Ces dernières semaines et ces derniers mois, la question du désarmement et de la non-prolifération nucléaires s’est à nouveau imposée sur la scène internationale. Les efforts diplomatiques déployés avec énergie annoncent des progrès attendus de longue date sur la question des armes nucléaires depuis la fin de la guerre froide. Le Comité international de la Croix-Rouge est convaincu que le débat sur les armes nucléaires ne doit pas être conduit en se référant uniquement aux doc­trines militaires et à la politique de la force. En effet, l’existence des armes nucléaires soulève certaines questions fondamentales: à quel moment les droits des Etats doivent-ils s’effacer devant les intérêts de l’humanité, dans quelle mesure l’homme est-il capable de maîtriser les technologies qu’il met au point, quelle est la portée du droit international humanitaire et quelles sont les souffrances que nous sommes prêts à infliger ou à tolérer que d’autres infligent à nos semblables en temps de guerre?
Ce sont les êtres humains, les règles fondamentales du droit international humanitaire et l’avenir collectif de l’humanité qui doivent être au cœur du débat actuel sur les armes nucléaires.

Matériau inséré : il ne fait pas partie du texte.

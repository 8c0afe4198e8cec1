use std::fmt::Debug;
use std::sync::{Mutex, PoisonError};
use std::time::Instant;

use indicatif::ProgressStyle;
use rayon::iter::{IntoParallelIterator, ParallelIterator};
use tracing::Level;
use tracing_indicatif::span_ext::IndicatifSpanExt;

use crate::error::ResolveError;

/// A named unit of work submitted to an [`OperationQueue`].
pub struct Operation {
    name: String,
    run: Box<dyn FnOnce() + Send>,
}

impl Operation {
    pub fn new<F>(name: impl Into<String>, run: F) -> Self
    where
        F: FnOnce() + Send + 'static,
    {
        Self {
            name: name.into(),
            run: Box::new(run),
        }
    }

    pub fn name(&self) -> &str {
        &self.name
    }

    pub fn run(self) {
        (self.run)()
    }
}

impl Debug for Operation {
    fn fmt(&self, f: &mut std::fmt::Formatter<'_>) -> std::fmt::Result {
        write!(f, "Operation({})", self.name)
    }
}

/// Accepts units of work for potentially parallel execution.
///
/// No ordering is guaranteed between operations. Callers that need results
/// must either wait for the queue or make reading the result idempotent with
/// running the work, as transformation nodes do.
pub trait OperationQueue: Sync {
    fn add(&self, operation: Operation);

    /// Blocks until every operation added so far has finished.
    fn wait_for_completion(&self) {}
}

/// Runs every operation right away on the calling thread.
#[derive(Debug, Clone, Copy, Default)]
pub struct InlineQueue;

impl OperationQueue for InlineQueue {
    fn add(&self, operation: Operation) {
        operation.run();
    }
}

/// Collects operations and runs them on a rayon thread pool once
/// [`wait_for_completion`](OperationQueue::wait_for_completion) is called.
#[derive(Default)]
pub struct ParallelQueue {
    pending: Mutex<Vec<Operation>>,
    pool: Option<rayon::ThreadPool>,
}

impl ParallelQueue {
    /// Creates a queue running on the global rayon pool.
    pub fn new() -> Self {
        Self::default()
    }

    /// Creates a queue with a dedicated pool of `threads` workers.
    pub fn with_threads(threads: usize) -> Result<Self, ResolveError> {
        let pool = rayon::ThreadPoolBuilder::new()
            .num_threads(threads)
            .thread_name(|i| format!("henka-worker-{i}"))
            .build()?;

        Ok(Self {
            pending: Mutex::default(),
            pool: Some(pool),
        })
    }

    /// Number of operations waiting to be run.
    pub fn pending(&self) -> usize {
        self.pending
            .lock()
            .unwrap_or_else(PoisonError::into_inner)
            .len()
    }

    fn take_pending(&self) -> Vec<Operation> {
        std::mem::take(&mut *self.pending.lock().unwrap_or_else(PoisonError::into_inner))
    }

    fn run_batch(&self, batch: Vec<Operation>) {
        let span = tracing::span!(Level::INFO, "operations", count = batch.len());
        span.pb_set_length(batch.len() as u64);
        if let Ok(style) = ProgressStyle::default_bar()
            .template("{spinner:.green} [{elapsed}] [{bar:40.cyan/blue}] {pos}/{len} ({eta}) {msg}")
        {
            span.pb_set_style(&style.progress_chars("=>-"));
        }
        span.pb_set_message("Running transforms...");

        let start = Instant::now();
        let len = batch.len();

        let run = || {
            batch.into_par_iter().for_each(|operation| {
                span.in_scope(|| {
                    tracing::trace!("running {}", operation.name());
                    operation.run();
                });
                span.pb_inc(1);
            })
        };

        match &self.pool {
            Some(pool) => pool.install(run),
            None => run(),
        }

        tracing::info!("ran {} operation(s) in {:.2?}", len, start.elapsed());
    }
}

impl OperationQueue for ParallelQueue {
    fn add(&self, operation: Operation) {
        self.pending
            .lock()
            .unwrap_or_else(PoisonError::into_inner)
            .push(operation);
    }

    fn wait_for_completion(&self) {
        // Operations may add more operations while running.
        loop {
            let batch = self.take_pending();
            if batch.is_empty() {
                break;
            }
            self.run_batch(batch);
        }
    }
}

Aussi est-il légitime que le CICR fasse entendre sa voix dans ce débat. Au cours de ses 150 ans d’histoire, notre institution a été le témoin de souffrances humaines incommensurables causées par la guerre; elle sait que le droit international humanitaire est potentiellement capable de limiter ces souffrances. Le CICR peut aussi contribuer au débat en tant que témoin direct des conséquences de l’emploi des armes nucléaires et de leur capacité à empêcher notre institution d’accomplir la mission d’assistance humanitaire pour laquelle elle a été créée. A Hiroshima, le docteur Marcel Junod, délégué du CICR, a été le premier médecin étranger à constater les effets du bombardement atomique et à secourir les victimes. Le témoignage qu’il a livré dans l’article intitulé «Le Désastre de Hiroshima», conservé dans les archives du CICR et publié pour la première fois en 1982, relate la réalité humaine de ces armes.

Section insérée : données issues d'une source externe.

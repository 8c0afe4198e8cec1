use std::fmt::{Debug, Display};
use std::sync::atomic::{AtomicBool, AtomicU64, Ordering};
use std::sync::{Arc, OnceLock};
use std::time::Instant;

use camino::{Utf8Path, Utf8PathBuf};
use tracing::Level;

use crate::error::{Cause, TransformError};
use crate::transform::{DependenciesContext, Transformation};
use crate::{ComponentId, ResolvableArtifact};

/// Unique identity of a [`TransformationNode`] within the process.
#[derive(Debug, Clone, Copy, PartialEq, Eq, Hash, PartialOrd, Ord)]
pub struct NodeId(u64);

impl NodeId {
    fn next() -> Self {
        static NEXT: AtomicU64 = AtomicU64::new(0);
        Self(NEXT.fetch_add(1, Ordering::Relaxed))
    }
}

/// Where a node takes its input from.
#[derive(Clone)]
pub enum NodeInput {
    /// An untransformed upstream artifact.
    Initial(ResolvableArtifact),
    /// Every output of another node, for chained transformations.
    Chained(Arc<TransformationNode>),
}

impl NodeInput {
    fn source(&self) -> &ResolvableArtifact {
        match self {
            NodeInput::Initial(artifact) => artifact,
            NodeInput::Chained(previous) => previous.input_artifact(),
        }
    }
}

/// Execution state of a [`TransformationNode`].
///
/// `Scheduled -> Executing -> Completed | Failed`, terminal states are never
/// left.
#[derive(Debug, Clone, Copy, PartialEq, Eq)]
pub enum NodeState {
    Scheduled,
    Executing,
    Completed,
    Failed,
}

/// Result of a successful node execution: the source artifact the chain
/// started from, and the files produced for it in order.
#[derive(Debug, Clone)]
pub struct TransformedSubject {
    initial: ResolvableArtifact,
    files: Arc<[Utf8PathBuf]>,
}

impl TransformedSubject {
    pub fn initial(&self) -> &ResolvableArtifact {
        &self.initial
    }

    pub fn files(&self) -> &[Utf8PathBuf] {
        &self.files
    }
}

type NodeResult = Result<TransformedSubject, TransformError>;

/// One memoized application of a transformation step to one input.
///
/// Nodes are created and shared by the
/// [`TransformationNodeRegistry`](crate::TransformationNodeRegistry). However
/// many artifact sets reference a node, and however many threads race to
/// execute it, the transformation runs at most once. The outcome, success or
/// failure, is kept for the remainder of the build.
pub struct TransformationNode {
    id: NodeId,
    owner: ComponentId,
    input: NodeInput,
    step: Transformation,
    dependencies: DependenciesContext,
    started: AtomicBool,
    result: OnceLock<NodeResult>,
}

impl TransformationNode {
    pub(crate) fn new(
        input: NodeInput,
        step: Transformation,
        dependencies: DependenciesContext,
    ) -> Arc<Self> {
        Arc::new(Self {
            id: NodeId::next(),
            owner: input.source().component().clone(),
            input,
            step,
            dependencies,
            started: AtomicBool::new(false),
            result: OnceLock::new(),
        })
    }

    pub fn id(&self) -> NodeId {
        self.id
    }

    pub fn owner(&self) -> &ComponentId {
        &self.owner
    }

    pub fn transformation(&self) -> &Transformation {
        &self.step
    }

    pub fn dependencies_context(&self) -> &DependenciesContext {
        &self.dependencies
    }

    /// The untransformed artifact this node's outputs are attributed to.
    ///
    /// Use [`ResolvableArtifact::transformed_to`] on it to turn an output file
    /// into a resolvable artifact.
    pub fn input_artifact(&self) -> &ResolvableArtifact {
        self.input.source()
    }

    /// Nodes which have to run before this one.
    pub fn dependencies(&self) -> Vec<Arc<TransformationNode>> {
        match &self.input {
            NodeInput::Initial(_) => vec![],
            NodeInput::Chained(previous) => vec![Arc::clone(previous)],
        }
    }

    pub fn state(&self) -> NodeState {
        match self.result.get() {
            Some(Ok(_)) => NodeState::Completed,
            Some(Err(_)) => NodeState::Failed,
            None if self.started.load(Ordering::Acquire) => NodeState::Executing,
            None => NodeState::Scheduled,
        }
    }

    /// Runs the transformation unless that already happened.
    ///
    /// If another thread is executing this node right now, blocks until it
    /// finishes and reuses its result.
    pub fn execute_if_not_already(&self) {
        self.result.get_or_init(|| {
            self.started.store(true, Ordering::Release);
            self.execute()
        });
    }

    /// Returns the captured outcome of the execution.
    ///
    /// A failure is returned as the very same error on every call.
    pub fn transformed_subject(&self) -> Result<TransformedSubject, TransformError> {
        match self.result.get() {
            Some(result) => result.clone(),
            None => Err(TransformError::NotExecuted(self.to_string())),
        }
    }

    fn execute(&self) -> NodeResult {
        let span = tracing::span!(Level::INFO, "transform", node = %self);
        let _enter = span.enter();
        let start = Instant::now();

        let result = match &self.input {
            NodeInput::Initial(artifact) => {
                self.apply(artifact.file()).map(|files| TransformedSubject {
                    initial: artifact.clone(),
                    files: files.into(),
                })
            }
            NodeInput::Chained(previous) => {
                previous.execute_if_not_already();
                previous.transformed_subject().and_then(|subject| {
                    let mut files = Vec::new();
                    for file in subject.files() {
                        files.extend(self.apply(file)?);
                    }

                    Ok(TransformedSubject {
                        initial: subject.initial,
                        files: files.into(),
                    })
                })
            }
        };

        match &result {
            Ok(subject) => tracing::debug!(
                "produced {} file(s) in {:.2?}",
                subject.files.len(),
                start.elapsed()
            ),
            Err(err) => tracing::error!("{err}"),
        }

        result
    }

    fn apply(&self, file: &Utf8Path) -> Result<Vec<Utf8PathBuf>, TransformError> {
        // A panicking action must not take the whole resolution down with it,
        // the node just ends up failed like with any other error.
        let outcome = std::panic::catch_unwind(std::panic::AssertUnwindSafe(|| {
            self.step.apply(file, &self.dependencies)
        }));

        let artifact = self.input_artifact().id().name().into();
        let transformation = self.step.name().into();

        match outcome {
            Ok(Ok(files)) => Ok(files),
            Ok(Err(err)) => Err(TransformError::Failed {
                component: self.owner.clone(),
                transformation,
                artifact,
                cause: Cause::from(err),
            }),
            Err(panic) => {
                let message = if let Some(s) = panic.downcast_ref::<&str>() {
                    s.to_string()
                } else if let Some(s) = panic.downcast_ref::<String>() {
                    s.clone()
                } else {
                    String::from("unknown payload")
                };

                Err(TransformError::Panicked {
                    component: self.owner.clone(),
                    transformation,
                    artifact,
                    message,
                })
            }
        }
    }
}

impl Display for TransformationNode {
    fn fmt(&self, f: &mut std::fmt::Formatter<'_>) -> std::fmt::Result {
        write!(
            f,
            "Transform {} ({}) with {}",
            self.input_artifact().id().name(),
            self.owner,
            self.step
        )
    }
}

impl Debug for TransformationNode {
    fn fmt(&self, f: &mut std::fmt::Formatter<'_>) -> std::fmt::Result {
        f.debug_struct("TransformationNode")
            .field("id", &self.id)
            .field("owner", &self.owner)
            .field("transformation", &self.step)
            .field("state", &self.state())
            .finish()
    }
}

#[cfg(test)]
mod tests {
    use super::*;
    use std::sync::atomic::AtomicUsize;

    fn artifact(name: &str) -> ResolvableArtifact {
        ResolvableArtifact::new(ComponentId::new("project :lib"), format!("libs/{name}"))
    }

    fn counting(name: &str, count: Arc<AtomicUsize>) -> Transformation {
        Transformation::new(name, move |input, _| {
            count.fetch_add(1, Ordering::SeqCst);
            Ok(vec![input.with_extension("classes")])
        })
    }

    #[test]
    fn test_state_machine() {
        let count = Arc::new(AtomicUsize::new(0));
        let node = TransformationNode::new(
            NodeInput::Initial(artifact("foo.jar")),
            counting("Unzip", count.clone()),
            DependenciesContext::none(),
        );

        assert_eq!(node.state(), NodeState::Scheduled);
        assert!(matches!(
            node.transformed_subject(),
            Err(TransformError::NotExecuted(_))
        ));

        node.execute_if_not_already();
        assert_eq!(node.state(), NodeState::Completed);

        let subject = node.transformed_subject().unwrap();
        assert_eq!(subject.initial(), &artifact("foo.jar"));
        assert_eq!(subject.files(), &[Utf8PathBuf::from("libs/foo.classes")]);
    }

    #[test]
    fn test_execute_at_most_once_sequential() {
        let count = Arc::new(AtomicUsize::new(0));
        let node = TransformationNode::new(
            NodeInput::Initial(artifact("foo.jar")),
            counting("Unzip", count.clone()),
            DependenciesContext::none(),
        );

        for _ in 0..5 {
            node.execute_if_not_already();
        }

        assert_eq!(count.load(Ordering::SeqCst), 1);
    }

    #[test]
    fn test_execute_at_most_once_concurrent() {
        let count = Arc::new(AtomicUsize::new(0));
        let slow = {
            let count = count.clone();
            Transformation::new("Slow", move |input, _| {
                count.fetch_add(1, Ordering::SeqCst);
                std::thread::sleep(std::time::Duration::from_millis(20));
                Ok(vec![input.join("out")])
            })
        };

        let node = TransformationNode::new(
            NodeInput::Initial(artifact("foo.jar")),
            slow,
            DependenciesContext::none(),
        );

        std::thread::scope(|s| {
            for _ in 0..8 {
                s.spawn(|| {
                    node.execute_if_not_already();
                    // Every caller observes the complete result.
                    let subject = node.transformed_subject().unwrap();
                    assert_eq!(subject.files().len(), 1);
                });
            }
        });

        assert_eq!(count.load(Ordering::SeqCst), 1);
        assert_eq!(node.state(), NodeState::Completed);
    }

    #[test]
    fn test_failure_is_sticky() {
        let count = Arc::new(AtomicUsize::new(0));
        let failing = {
            let count = count.clone();
            Transformation::new("Broken", move |_, _| {
                count.fetch_add(1, Ordering::SeqCst);
                anyhow::bail!("corrupt zip")
            })
        };

        let node = TransformationNode::new(
            NodeInput::Initial(artifact("foo.jar")),
            failing,
            DependenciesContext::none(),
        );

        node.execute_if_not_already();
        let first = node.transformed_subject().unwrap_err();

        node.execute_if_not_already();
        let second = node.transformed_subject().unwrap_err();

        assert_eq!(count.load(Ordering::SeqCst), 1);
        assert_eq!(node.state(), NodeState::Failed);

        match (&first, &second) {
            (
                TransformError::Failed { cause: a, .. },
                TransformError::Failed { cause: b, .. },
            ) => assert!(a.ptr_eq(b)),
            _ => panic!("expected captured failures, got {first:?}"),
        }

        let message = first.to_string();
        assert!(message.contains("foo.jar"));
        assert!(message.contains("project :lib"));
        assert!(message.contains("Broken"));
        assert!(message.contains("corrupt zip"));
    }

    #[test]
    fn test_panic_is_captured() {
        let node = TransformationNode::new(
            NodeInput::Initial(artifact("foo.jar")),
            Transformation::new("Panicky", |_, _| panic!("boom")),
            DependenciesContext::none(),
        );

        node.execute_if_not_already();

        match node.transformed_subject() {
            Err(TransformError::Panicked { message, .. }) => assert_eq!(message, "boom"),
            other => panic!("expected a captured panic, got {other:?}"),
        }
    }

    #[test]
    fn test_chained_node() {
        let unzip_count = Arc::new(AtomicUsize::new(0));
        let first = TransformationNode::new(
            NodeInput::Initial(artifact("foo.jar")),
            counting("Unzip", unzip_count.clone()),
            DependenciesContext::none(),
        );

        let split = Transformation::new("Split", |input, _| {
            Ok(vec![input.join("a.class"), input.join("b.class")])
        });
        let second = TransformationNode::new(
            NodeInput::Chained(first.clone()),
            split,
            DependenciesContext::none(),
        );

        assert_eq!(second.dependencies().len(), 1);
        assert_eq!(second.input_artifact(), first.input_artifact());
        assert_eq!(second.owner(), first.owner());

        second.execute_if_not_already();
        first.execute_if_not_already();

        assert_eq!(unzip_count.load(Ordering::SeqCst), 1);
        assert_eq!(first.state(), NodeState::Completed);

        let subject = second.transformed_subject().unwrap();
        assert_eq!(subject.initial(), &artifact("foo.jar"));
        assert_eq!(
            subject.files(),
            &[
                Utf8PathBuf::from("libs/foo.classes/a.class"),
                Utf8PathBuf::from("libs/foo.classes/b.class"),
            ]
        );
    }

    #[test]
    fn test_chained_node_inherits_failure() {
        let first = TransformationNode::new(
            NodeInput::Initial(artifact("foo.jar")),
            Transformation::new("Broken", |_, _| anyhow::bail!("nope")),
            DependenciesContext::none(),
        );
        let second = TransformationNode::new(
            NodeInput::Chained(first.clone()),
            Transformation::new("Never", |_, _| unreachable!()),
            DependenciesContext::none(),
        );

        second.execute_if_not_already();

        let err = second.transformed_subject().unwrap_err();
        assert!(err.to_string().contains("Broken"));
        assert_eq!(second.state(), NodeState::Failed);
    }

    #[test]
    fn test_display() {
        let node = TransformationNode::new(
            NodeInput::Initial(artifact("foo.jar")),
            Transformation::new("Unzip", |input, _| Ok(vec![input.to_path_buf()])),
            DependenciesContext::none(),
        );

        assert_eq!(node.to_string(), "Transform foo.jar (project :lib) with Unzip");
    }
}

«[N]ous [avons aperçu] une vision bien différente de tout ce que nous avions vu auparavant. Le centre de la ville est une sorte de tache blanche, polie comme la paume de la main. Il ne reste plus rien. Les traces mêmes des maisons semblent avoir disparu. La tache blanche s’étend sur un diamètre d’environ deux kilomètres. Elle est bordée d’une ceinture rouge, traces de maisons brûlées, s’étendant sur une assez longue distance […] couvrant presque tout le reste de la cité.»
Les témoins rencontrés par Junod racontent: «En quelques secondes […] des milliers d’êtres humains, dans les rues et les jardins du centre de la ville, frappés par une vague de chaleur aiguë, meurent comme des mouches sous l’effet de la température. D’autres se tordent comme des vers, atrocement brûlés. Tout ce qui est maisons d’habitation, dépôts, etc. disparaît comme balayé par une force surnaturelle. Des tramways sont déplacés de plusieurs mètres, comme si leur poids n’existait pas. Des wagons sont chassés hors des rails. […] Tout ce qui est vivant se fige dans une attitude exprimant la souffrance aiguë.»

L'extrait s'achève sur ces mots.